В Злочев мы приехали уже при огнях. При огне Злочев смотрит довольно живо и весело. Выходя из кареты, мы увидели, что сзади экипажа у нас сидят два еврея. Это пассажиры, взятые фурманом в минуты остановок во время выезда из Брод. Таким образом, сдав карету нам двоим, фурман везет пятерых, из которых один сидит у нас на носу, мешает протянуть ноги и наслаждаться беседою без немецкого свидетеля.
— Зачем вы насаживаете людей на зад? — спросил мой товарищ еврея.
— Разве они вам мешают?
— Лишняя тяжесть; мы хотим ехать скорее, а не тащиться в карете с шестью седоками на тройке.
— Не беспокойтесь, я здесь возьму четвертую лошадь.

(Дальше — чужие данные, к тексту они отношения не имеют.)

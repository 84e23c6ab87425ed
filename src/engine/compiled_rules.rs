//! Rule compilation and indexing.
//!
//! This module holds the *static* side of the engine: everything derived once
//! from a rule-set description and then shared read-only by every context.
//!
//! Evaluation is split into two phases:
//!
//! 1. **Compile/index rules** (this module): validate each rule, compile its
//!    regexes, and index rules by the addresses they read.
//! 2. **Run** (see `engine.rs`): look up which rules the run's addresses
//!    trigger (`trigger.rs`), then match them in declaration order
//!    (`matcher.rs`).
//!
//! ## Partial loading
//!
//! A rule set loads rule by rule. A rule that fails validation is left out
//! and reported in the [`LoadReport`] under its error message; the others
//! stay usable. Only a malformed rule set as a whole (not a map, no `rules`
//! array, unsupported `version`) or one where no rule loads is rejected.
//!
//! Required rule keys are checked in a fixed order (`id`, `name`, `tags`,
//! `tags.type`, `conditions`), so a rule missing several keys is always
//! reported under the first one.
//!
//! ## Invariants
//!
//! - `RuleId` is an index into `CompiledRules::rules`.
//! - `RuleIndex::by_address` lists each rule at most once per address, in
//!   ascending `RuleId` order.
//! - `CompiledRules::addresses` holds every indexed address once, in order of
//!   first appearance.

use crate::abi::{RawObject, RawRulesetInfo, ReturnCode};
use regex::{Regex, RegexBuilder};
use serde_json::{Map, Value};
use std::collections::{BTreeMap, HashMap, HashSet};

// --- Rules -------------------------------------------------------------------

/// Rule identifier (index into the rules vector).
pub(crate) type RuleId = usize;

#[derive(Debug)]
pub(crate) struct Rule {
    pub id: String,
    pub name: String,
    /// String-valued tags; `type` is always present.
    pub tags: BTreeMap<String, String>,
    /// All conditions must match for the rule to match.
    pub conditions: Vec<Condition>,
    /// Applied in order to every value before it is matched.
    pub transformers: Vec<Transformer>,
    pub on_match: Vec<String>,
}

#[derive(Debug)]
pub(crate) struct Condition {
    pub operator: Operator,
    pub inputs: Vec<Target>,
    pub regex: Regex,
    /// Values shorter than this (in bytes, after transformation) never match.
    pub min_length: usize,
}

/// Where a condition reads from: an address, then a path of keys into its value.
#[derive(Debug, Clone, PartialEq, Eq)]
pub(crate) struct Target {
    pub address: String,
    pub key_path: Vec<String>,
}

#[derive(Debug, Clone, Copy, PartialEq, Eq)]
pub(crate) enum Operator {
    MatchRegex,
}

impl Operator {
    fn parse(name: &str) -> Option<Self> {
        match name {
            "match_regex" => Some(Operator::MatchRegex),
            _ => None,
        }
    }

    pub fn as_str(self) -> &'static str {
        match self {
            Operator::MatchRegex => "match_regex",
        }
    }
}

#[derive(Debug, Clone, Copy, PartialEq, Eq)]
pub(crate) enum Transformer {
    Lowercase,
    RemoveNulls,
    CompressWhiteSpace,
}

impl Transformer {
    fn parse(name: &str) -> Option<Self> {
        match name {
            "lowercase" => Some(Transformer::Lowercase),
            "removeNulls" => Some(Transformer::RemoveNulls),
            "compressWhiteSpace" => Some(Transformer::CompressWhiteSpace),
            _ => None,
        }
    }
}

/// Why a single rule was left out.
#[derive(Debug, Clone, PartialEq, Eq, thiserror::Error)]
pub(crate) enum RuleError {
    #[error("invalid rule")]
    NotAMap,
    #[error("missing key '{0}'")]
    MissingKey(&'static str),
    #[error("invalid type for key '{0}'")]
    InvalidType(&'static str),
    #[error("empty conditions")]
    EmptyConditions,
    #[error("empty inputs")]
    EmptyInputs,
    #[error("unknown operator '{0}'")]
    UnknownOperator(String),
    #[error("unknown transformer '{0}'")]
    UnknownTransformer(String),
    #[error("invalid regular expression")]
    InvalidRegex,
    #[error("duplicate rule")]
    DuplicateRule,
}

// --- Index -------------------------------------------------------------------

#[derive(Default, Debug)]
pub(crate) struct RuleIndex {
    pub by_address: HashMap<String, Vec<RuleId>>,
}

impl RuleIndex {
    fn insert(&mut self, address: &str, id: RuleId) {
        let ids = self.by_address.entry(address.to_string()).or_default();
        if ids.last() != Some(&id) {
            ids.push(id);
        }
    }
}

/// Pre-compiled rule set with its address index.
#[derive(Debug, Default)]
pub(crate) struct CompiledRules {
    pub rules: Vec<Rule>,
    pub index: RuleIndex,
    pub addresses: Vec<String>,
}

impl CompiledRules {
    /// Compile a decoded rule-set description.
    pub fn new(ruleset: &Value) -> Result<(Self, LoadReport), ReturnCode> {
        let Value::Object(ruleset) = ruleset else {
            tracing::warn!("rule set is not a map");
            return Err(ReturnCode::ERR_INVALID_OBJECT);
        };

        let version = ruleset.get("version").and_then(Value::as_str).unwrap_or_default();
        if !crate::regex!(r"^2\.\d+$").is_match(version) {
            tracing::warn!(version, "unsupported rule set format version");
            return Err(ReturnCode::ERR_INVALID_ARGUMENT);
        }

        let Some(Value::Array(entries)) = ruleset.get("rules") else {
            tracing::warn!("rule set has no rules array");
            return Err(ReturnCode::ERR_INVALID_ARGUMENT);
        };

        let mut report = LoadReport {
            version: ruleset
                .get("metadata")
                .and_then(|m| m.get("rules_version"))
                .and_then(Value::as_str)
                .map(str::to_string),
            ..LoadReport::default()
        };

        let mut compiled = CompiledRules::default();
        let mut seen = HashSet::new();
        let mut known_addresses = HashSet::new();

        for (position, entry) in entries.iter().enumerate() {
            let rule = parse_rule(entry).and_then(|rule| {
                if seen.insert(rule.id.clone()) { Ok(rule) } else { Err(RuleError::DuplicateRule) }
            });
            let rule = match rule {
                Ok(rule) => rule,
                Err(err) => {
                    let id = rule_label(entry, position);
                    tracing::debug!(rule = %id, %err, "rule failed to load");
                    report.fail(err.to_string(), id);
                    continue;
                }
            };

            let id = compiled.rules.len();
            for target in rule.conditions.iter().flat_map(|c| &c.inputs) {
                compiled.index.insert(&target.address, id);
                if known_addresses.insert(target.address.clone()) {
                    compiled.addresses.push(target.address.clone());
                }
            }
            compiled.rules.push(rule);
            report.loaded = report.loaded.saturating_add(1);
        }

        tracing::debug!(loaded = report.loaded, failed = report.failed, "rule set compiled");
        if compiled.rules.is_empty() {
            return Err(ReturnCode::ERR_INVALID_ARGUMENT);
        }
        Ok((compiled, report))
    }
}

/// How a failed rule is named in the report: its id when it has one,
/// its position otherwise.
fn rule_label(entry: &Value, position: usize) -> String {
    match entry.get("id").and_then(Value::as_str) {
        Some(id) => id.to_string(),
        None => format!("#{position}"),
    }
}

fn parse_rule(entry: &Value) -> Result<Rule, RuleError> {
    let rule = entry.as_object().ok_or(RuleError::NotAMap)?;

    let id = required_str(rule, "id")?;
    let name = required_str(rule, "name")?;
    let raw_tags = required(rule, "tags")?.as_object().ok_or(RuleError::InvalidType("tags"))?;
    if raw_tags.get("type").and_then(Value::as_str).is_none() {
        return Err(RuleError::MissingKey("type"));
    }
    let raw_conditions = required(rule, "conditions")?.as_array().ok_or(RuleError::InvalidType("conditions"))?;

    let tags = raw_tags.iter().filter_map(|(k, v)| Some((k.clone(), v.as_str()?.to_string()))).collect();

    let transformers = match rule.get("transformers") {
        None => Vec::new(),
        Some(list) => strings(list, "transformers")?
            .into_iter()
            .map(|name| Transformer::parse(name).ok_or_else(|| RuleError::UnknownTransformer(name.to_string())))
            .collect::<Result<_, _>>()?,
    };

    let on_match = match rule.get("on_match") {
        None => Vec::new(),
        Some(list) => strings(list, "on_match")?.into_iter().map(str::to_string).collect(),
    };

    if raw_conditions.is_empty() {
        return Err(RuleError::EmptyConditions);
    }
    let conditions = raw_conditions.iter().map(parse_condition).collect::<Result<_, _>>()?;

    Ok(Rule { id: id.to_string(), name: name.to_string(), tags, conditions, transformers, on_match })
}

fn parse_condition(entry: &Value) -> Result<Condition, RuleError> {
    let condition = entry.as_object().ok_or(RuleError::InvalidType("conditions"))?;

    let operator_name = required_str(condition, "operator")?;
    let operator = Operator::parse(operator_name).ok_or_else(|| RuleError::UnknownOperator(operator_name.to_string()))?;

    let parameters = required(condition, "parameters")?.as_object().ok_or(RuleError::InvalidType("parameters"))?;
    let raw_inputs = required(parameters, "inputs")?.as_array().ok_or(RuleError::InvalidType("inputs"))?;
    if raw_inputs.is_empty() {
        return Err(RuleError::EmptyInputs);
    }
    let inputs = raw_inputs.iter().map(parse_target).collect::<Result<_, _>>()?;

    let pattern = required_str(parameters, "regex")?;
    let options = parameters.get("options");
    if options.is_some_and(|o| !o.is_object()) {
        return Err(RuleError::InvalidType("options"));
    }
    let option = |key: &str| options.and_then(|o| o.get(key));
    let case_sensitive = option("case_sensitive").and_then(flag).unwrap_or(false);
    let min_length = option("min_length").and_then(count).unwrap_or(0);

    let regex = RegexBuilder::new(pattern).case_insensitive(!case_sensitive).build().map_err(|err| {
        tracing::debug!(pattern, %err, "regex failed to compile");
        RuleError::InvalidRegex
    })?;

    Ok(Condition { operator, inputs, regex, min_length: usize::try_from(min_length).unwrap_or(usize::MAX) })
}

fn parse_target(entry: &Value) -> Result<Target, RuleError> {
    let input = entry.as_object().ok_or(RuleError::InvalidType("inputs"))?;
    let address = required_str(input, "address")?.to_string();
    let key_path = match input.get("key_path") {
        None => Vec::new(),
        Some(path) => strings(path, "key_path")?.into_iter().map(str::to_string).collect(),
    };
    Ok(Target { address, key_path })
}

fn required<'v>(map: &'v Map<String, Value>, key: &'static str) -> Result<&'v Value, RuleError> {
    map.get(key).ok_or(RuleError::MissingKey(key))
}

fn required_str<'v>(map: &'v Map<String, Value>, key: &'static str) -> Result<&'v str, RuleError> {
    required(map, key)?.as_str().ok_or(RuleError::InvalidType(key))
}

// Scalars may arrive stringified by the encoder.

fn flag(value: &Value) -> Option<bool> {
    match value {
        Value::Bool(b) => Some(*b),
        Value::String(s) => s.parse().ok(),
        _ => None,
    }
}

fn count(value: &Value) -> Option<u64> {
    match value {
        Value::Number(n) => n.as_u64(),
        Value::String(s) => s.parse().ok(),
        _ => None,
    }
}

fn strings<'v>(value: &'v Value, key: &'static str) -> Result<Vec<&'v str>, RuleError> {
    value
        .as_array()
        .ok_or(RuleError::InvalidType(key))?
        .iter()
        .map(|v| v.as_str().ok_or(RuleError::InvalidType(key)))
        .collect()
}

// --- Load report -------------------------------------------------------------

/// Diagnostics gathered while compiling.
#[derive(Debug, Default, Clone, PartialEq, Eq)]
pub(crate) struct LoadReport {
    pub loaded: u16,
    pub failed: u16,
    /// Error message to failed rule ids, both in order of first failure.
    pub errors: Vec<(String, Vec<String>)>,
    pub version: Option<String>,
}

impl LoadReport {
    fn fail(&mut self, message: String, rule: String) {
        self.failed = self.failed.saturating_add(1);
        match self.errors.iter_mut().find(|(m, _)| *m == message) {
            Some((_, rules)) => rules.push(rule),
            None => self.errors.push((message, vec![rule])),
        }
    }

    /// Lower the report to the engine's node layout.
    pub fn into_raw(self) -> RawRulesetInfo {
        let errors = self
            .errors
            .into_iter()
            .map(|(message, rules)| {
                let ids = rules.into_iter().map(|id| RawObject::string(id.into_bytes())).collect::<Vec<_>>();
                RawObject::array(ids).with_key(message.into_bytes())
            })
            .collect::<Vec<_>>();
        RawRulesetInfo { loaded: self.loaded, failed: self.failed, errors: RawObject::map(errors), version: self.version }
    }
}
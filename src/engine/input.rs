//! Run input as the engine evaluates it.
//!
//! Unlike [`crate::decode`], which produces JSON values, this keeps maps as
//! ordered entry lists: repeated keys stay separate entries, and every one of
//! them is inspected.

use crate::DecodeError;
use crate::abi::{ObjectKind, RawObject};
use crate::decoder::{entries, map_key, string_bytes};

/// One input node.
#[derive(Debug, Clone, PartialEq, Eq)]
pub(crate) enum Node {
    Null,
    /// Strings and integers, in textual form.
    Scalar(String),
    Array(Vec<Node>),
    Map(Vec<(String, Node)>),
}

impl Node {
    pub fn from_raw(obj: &RawObject<'_>) -> Result<Self, DecodeError> {
        let kind = obj.kind().ok_or(DecodeError::UnsupportedValue)?;
        match kind {
            k if k == ObjectKind::NULL => Ok(Node::Null),
            k if k == ObjectKind::SIGNED => Ok(Node::Scalar((obj.scalar as i64).to_string())),
            k if k == ObjectKind::UNSIGNED => Ok(Node::Scalar(obj.scalar.to_string())),
            k if k == ObjectKind::STRING => Ok(Node::Scalar(String::from_utf8_lossy(string_bytes(obj)?).into_owned())),
            k if k == ObjectKind::ARRAY => entries(obj)?.iter().map(Node::from_raw).collect::<Result<Vec<_>, DecodeError>>().map(Node::Array),
            k if k == ObjectKind::MAP => entries(obj)?
                .iter()
                .map(|entry| -> Result<(String, Node), DecodeError> {
                    Ok((String::from_utf8_lossy(map_key(entry)?).into_owned(), Node::from_raw(entry)?))
                })
                .collect::<Result<Vec<_>, DecodeError>>()
                .map(Node::Map),
            _ => Err(DecodeError::UnsupportedValue),
        }
    }

    /// Every child reached by `key`: all map entries named `key`, or the array
    /// element at index `key`.
    pub fn children<'n>(&'n self, key: &'n str) -> Box<dyn Iterator<Item = &'n Node> + 'n> {
        match self {
            Node::Map(entries) => Box::new(entries.iter().filter(move |(k, _)| k == key).map(|(_, v)| v)),
            Node::Array(items) => Box::new(key.parse::<usize>().ok().and_then(|i| items.get(i)).into_iter()),
            Node::Null | Node::Scalar(_) => Box::new(std::iter::empty()),
        }
    }
}
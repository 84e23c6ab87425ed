//! Run metrics.
//!
//! Two views of the same timings:
//!
//! - [`RunMetrics`] describes a single successful run and comes back with its
//!   [`RunOutcome`](crate::RunOutcome).
//! - [`ContextMetrics`] is a snapshot of what a [`Context`](crate::Context)
//!   has accumulated over its whole life, timed-out runs included.
//!
//! ## Design notes
//!
//! - The cumulative counters are atomics so they can be read while another
//!   thread holds the context's run lock.
//! - `overall` is charged with `max(wall, engine)` per run, so
//!   `overall >= internal` holds even when the engine reports more time than
//!   was measured around it.

use std::sync::atomic::{AtomicU64, Ordering};
use std::time::Duration;

// --- Metrics -----------------------------------------------------------------

/// Timings for one run.
#[derive(Debug, Default, Clone, Copy, PartialEq, Eq)]
pub struct RunMetrics {
    /// Wall-clock time of the whole run, encoding and decoding included.
    pub total: Duration,
    /// Time spent encoding the inputs.
    pub encode: Duration,
    /// Evaluation time as reported by the engine.
    pub engine: Duration,
}

/// Cumulative totals of one context.
#[derive(Debug, Default, Clone, Copy, PartialEq, Eq)]
pub struct ContextMetrics {
    /// Wall-clock time charged to runs that reached the engine.
    pub overall: Duration,
    /// Engine-reported evaluation time.
    pub internal: Duration,
    /// Runs that ended with a timeout.
    pub timeouts: u64,
    /// Runs that completed.
    pub runs: u64,
}

// --- Counters ----------------------------------------------------------------

#[derive(Debug, Default)]
pub(crate) struct Counters {
    overall_ns: AtomicU64,
    internal_ns: AtomicU64,
    timeouts: AtomicU64,
    runs: AtomicU64,
}

impl Counters {
    pub(crate) fn record_run(&self, metrics: &RunMetrics) {
        let internal = saturating_ns(metrics.engine);
        let overall = saturating_ns(metrics.total).max(internal);
        self.overall_ns.fetch_add(overall, Ordering::Relaxed);
        self.internal_ns.fetch_add(internal, Ordering::Relaxed);
        self.runs.fetch_add(1, Ordering::Relaxed);
    }

    pub(crate) fn record_timeout(&self) -> u64 {
        self.timeouts.fetch_add(1, Ordering::Relaxed) + 1
    }

    pub(crate) fn snapshot(&self) -> ContextMetrics {
        ContextMetrics {
            overall: Duration::from_nanos(self.overall_ns.load(Ordering::Relaxed)),
            internal: Duration::from_nanos(self.internal_ns.load(Ordering::Relaxed)),
            timeouts: self.timeouts.load(Ordering::Relaxed),
            runs: self.runs.load(Ordering::Relaxed),
        }
    }
}

fn saturating_ns(d: Duration) -> u64 {
    u64::try_from(d.as_nanos()).unwrap_or(u64::MAX)
}
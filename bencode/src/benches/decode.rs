use commonware_bencode::{decode, decode_cfg, to_bytes, Config, Reader};
use criterion::{criterion_group, Criterion};
use std::{hint::black_box, io::BufReader};

fn bench_decode(c: &mut Criterion) {
    for n in [10, 100, 1_000, 10_000] {
        let encoded = to_bytes(&crate::document(n));

        c.bench_function(&format!("{}/slice/n={}", module_path!(), n), |b| {
            b.iter(|| decode(&mut black_box(&encoded[..])).unwrap())
        });

        let cfg = Config::canonical();
        c.bench_function(&format!("{}/canonical/n={}", module_path!(), n), |b| {
            b.iter(|| decode_cfg(&mut black_box(&encoded[..]), &cfg).unwrap())
        });

        c.bench_function(&format!("{}/reader/n={}", module_path!(), n), |b| {
            b.iter(|| {
                let mut reader = Reader::new(BufReader::new(black_box(&encoded[..])));
                decode(&mut reader).unwrap()
            })
        });
    }
}

criterion_group! {
    name = benches;
    config = Criterion::default().sample_size(10);
    targets = bench_decode
}
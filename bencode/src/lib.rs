//! Encode and decode bencoded data.
//!
//! # Overview
//!
//! Bencode is a compact, binary-safe, self-describing format built from four productions:
//!
//! ```text
//! value      = bytestring / integer / list / dictionary
//! bytestring = length ":" raw-bytes
//! integer    = "i" ["-"] digits "e"
//! list       = "l" *value "e"
//! dictionary = "d" *(bytestring value) "e"
//! ```
//!
//! This crate converts between bytes and a [Value] tree in both directions:
//! - [decode] reads exactly one value from a [Source], leaving any trailing input untouched.
//! - [encode] writes one value to a [Sink] in canonical form and returns the number of bytes
//!   written.
//!
//! # Canonical Encoding
//!
//! Dictionary entries are always written in ascending byte-wise order of their keys, so two equal
//! trees encode to identical bytes no matter how they were built. This makes the encoding suitable
//! as input to a hash. Integers are written without leading zeros, and the decoder only accepts
//! that spelling.
//!
//! # Untrusted Input
//!
//! Decoding is bounded by a [Config]: nesting depth, byte string length and (optionally) key order
//! are checked before any recursion or allocation happens. Duplicate dictionary keys are rejected.
//!
//! # Example
//!
//! ```
//! use commonware_bencode::{decode, encode, Value};
//! use std::collections::BTreeMap;
//!
//! // Build a value from native types
//! let value = Value::from(BTreeMap::from([("foo", 5), ("bar", 10)]));
//!
//! // Encode it (keys are sorted)
//! let mut buf = Vec::new();
//! let written = encode(&mut buf, &value).unwrap();
//! assert_eq!(buf, b"d3:bari10e3:fooi5ee");
//! assert_eq!(written, buf.len());
//!
//! // Decode it again
//! let decoded = decode(&mut &buf[..]).unwrap();
//! assert_eq!(decoded, value);
//! assert_eq!(decoded.get("foo").and_then(Value::as_integer), Some(5));
//! ```

pub mod codec;
pub mod config;
pub mod convert;
pub mod decode;
pub mod encode;
pub mod error;
pub mod sink;
pub mod source;
pub mod value;

// Re-export main types and traits
pub use codec::{Decode, Encode, EncodeSize, Read, Write};
pub use config::Config;
pub use decode::{decode, decode_cfg};
pub use encode::encode;
pub use error::Error;
pub use sink::{Sink, Writer};
pub use source::{Reader, Source};
pub use value::{Dictionary, Kind, Value};

use bytes::Bytes;

const INTEGER: u8 = b'i';
const LIST: u8 = b'l';
const DICTIONARY: u8 = b'd';
const END: u8 = b'e';
const SEPARATOR: u8 = b':';
const MINUS: u8 = b'-';

/// Encodes `value` into a new buffer.
pub fn to_bytes(value: &Value) -> Bytes {
    value.encode().freeze()
}

/// Decodes exactly one value from `bytes`, failing with [Error::ExtraData] if any input remains.
pub fn from_bytes(bytes: &[u8]) -> Result<Value, Error> {
    Value::decode(bytes)
}
//! The in-memory value tree shared by the decoder and the encoder.

use bytes::Bytes;
use std::{collections::HashMap, fmt};

/// Mapping from byte string keys to values.
///
/// Iteration order carries no meaning. The encoder sorts keys before emitting them.
pub type Dictionary = HashMap<Bytes, Value>;

/// A decoded (or to-be-encoded) bencode value.
///
/// The set of variants is closed: host types must be converted into a [Value] (see
/// [crate::convert]) before they can be encoded.
#[derive(Clone, PartialEq, Eq)]
pub enum Value {
    /// Raw bytes. Not required to be valid UTF-8.
    ByteString(Bytes),
    /// A signed 64-bit integer.
    Integer(i64),
    /// An ordered sequence of values.
    List(Vec<Value>),
    /// A mapping from byte string keys to values.
    Dictionary(Dictionary),
}

/// The variant of a [Value], without its payload.
#[derive(Clone, Copy, Debug, PartialEq, Eq, Hash)]
pub enum Kind {
    ByteString,
    Integer,
    List,
    Dictionary,
}

impl Kind {
    /// Returns a static name for the kind, used in error messages.
    pub const fn name(self) -> &'static str {
        match self {
            Self::ByteString => "byte string",
            Self::Integer => "integer",
            Self::List => "list",
            Self::Dictionary => "dictionary",
        }
    }
}

impl fmt::Display for Kind {
    fn fmt(&self, f: &mut fmt::Formatter<'_>) -> fmt::Result {
        f.write_str(self.name())
    }
}

impl Value {
    /// Creates a byte string.
    pub fn bytes(value: impl Into<Bytes>) -> Self {
        Self::ByteString(value.into())
    }

    /// Creates an integer.
    pub const fn integer(value: i64) -> Self {
        Self::Integer(value)
    }

    /// Creates an empty list.
    pub const fn list() -> Self {
        Self::List(Vec::new())
    }

    /// Creates an empty dictionary.
    pub fn dictionary() -> Self {
        Self::Dictionary(Dictionary::new())
    }

    /// Returns the variant of this value.
    pub const fn kind(&self) -> Kind {
        match self {
            Self::ByteString(_) => Kind::ByteString,
            Self::Integer(_) => Kind::Integer,
            Self::List(_) => Kind::List,
            Self::Dictionary(_) => Kind::Dictionary,
        }
    }

    pub fn as_bytes(&self) -> Option<&Bytes> {
        match self {
            Self::ByteString(bytes) => Some(bytes),
            _ => None,
        }
    }

    /// Returns the byte string as `&str` if it is valid UTF-8.
    pub fn as_str(&self) -> Option<&str> {
        self.as_bytes().and_then(|b| std::str::from_utf8(b).ok())
    }

    pub fn as_integer(&self) -> Option<i64> {
        match self {
            Self::Integer(value) => Some(*value),
            _ => None,
        }
    }

    pub fn as_list(&self) -> Option<&[Value]> {
        match self {
            Self::List(values) => Some(values),
            _ => None,
        }
    }

    pub fn as_dictionary(&self) -> Option<&Dictionary> {
        match self {
            Self::Dictionary(entries) => Some(entries),
            _ => None,
        }
    }

    /// Looks up `key` if this value is a dictionary.
    pub fn get(&self, key: impl AsRef<[u8]>) -> Option<&Value> {
        self.as_dictionary()?.get(key.as_ref())
    }
}

impl fmt::Debug for Value {
    fn fmt(&self, f: &mut fmt::Formatter<'_>) -> fmt::Result {
        match self {
            Self::ByteString(bytes) => match std::str::from_utf8(bytes) {
                Ok(s) => f.debug_tuple("ByteString").field(&s).finish(),
                Err(_) => f.debug_tuple("ByteString").field(bytes).finish(),
            },
            Self::Integer(value) => f.debug_tuple("Integer").field(value).finish(),
            Self::List(values) => f.debug_list().entries(values).finish(),
            Self::Dictionary(entries) => {
                // Print in key order so output is stable across runs.
                let mut sorted: Vec<_> = entries.iter().collect();
                sorted.sort_unstable_by(|a, b| a.0.cmp(b.0));
                f.debug_map().entries(sorted).finish()
            }
        }
    }
}

#[cfg(feature = "arbitrary")]
mod fuzz {
    use super::{Dictionary, Value};
    use arbitrary::{Arbitrary, Result, Unstructured};
    use bytes::Bytes;

    /// Nesting depth of generated values.
    const MAX_DEPTH: usize = 8;

    /// Maximum number of children generated for a single list or dictionary.
    const MAX_CHILDREN: usize = 16;

    fn arbitrary_value(u: &mut Unstructured<'_>, depth: usize) -> Result<Value> {
        let max = if depth == 0 { 1 } else { 3 };
        Ok(match u.int_in_range(0..=max)? {
            0 => Value::ByteString(Bytes::from(Vec::<u8>::arbitrary(u)?)),
            1 => Value::Integer(i64::arbitrary(u)?),
            2 => {
                let len = u.int_in_range(0..=MAX_CHILDREN)?;
                let mut values = Vec::with_capacity(len);
                for _ in 0..len {
                    values.push(arbitrary_value(u, depth - 1)?);
                }
                Value::List(values)
            }
            _ => {
                let len = u.int_in_range(0..=MAX_CHILDREN)?;
                let mut entries = Dictionary::with_capacity(len);
                for _ in 0..len {
                    let key = Bytes::from(Vec::<u8>::arbitrary(u)?);
                    entries.insert(key, arbitrary_value(u, depth - 1)?);
                }
                Value::Dictionary(entries)
            }
        })
    }

    impl<'a> Arbitrary<'a> for Value {
        fn arbitrary(u: &mut Unstructured<'a>) -> Result<Self> {
            arbitrary_value(u, MAX_DEPTH)
        }
    }
}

— Хорошо, если это будет правда.
— Ей-богу.
— Ну, посмотрим.
Пошли в пивную (Bier-Halle). Там долго слушали разговор австрийского офицера с польским паном и чиновником из поляков. Разговор не касался материй очень важных. Польский пан дрессировал черного кобеля, а польский чиновник, глядя на ученые труды пана, рассуждал о достоинстве собачьих пород вообще, а австрийских и польских в особенности. Вспоминали даже и про русских собак, но мне кажется, что не отдавали им должной справедливости. Я, впрочем, в собаках ничего не понимаю, и Ноздрев непременно обозвал бы меня малопристойным именем “фетюка”. Но мой сопутник, зараженный поэтическим недугом, не стесняясь незнанием дела, о котором шла речь, написал на моей старой подорожной:
Choćbyś pojechał aż na świata kres,
Jednaka cnota i cena jednaka:
Czy Hund niemíecki, czy russka sobaka,
Czy polski pies.
(Złoczów, 14 paździer. 1862)[41]
Я с ним не спорил и в простоте души моей думаю, что он совершенно прав.
Было еще рано; еврей и не думал запрягать лошадей, а хотелось где-нибудь хоть какую попало газетку. Оказалось, что недалеко есть польская ресторация, получающая какую-то львовскую газету. Заказав себе ужин, засели читать, что делается на белом свете, в стороне от дороги между Злочевым и Радзивиловым.
А что это за народ евреи! Мы выехали едва в половине третьего и не поглядели, на чем мы едем. Утром у корчмы оказалось, что четвертой лошади наш фурман не запряг, но зато посадил еще двух еврейчиков, одного сзади, а другого с собою на козлы. Что за привычка надувать на каждом шагу! Точно, как ярославские извозчики.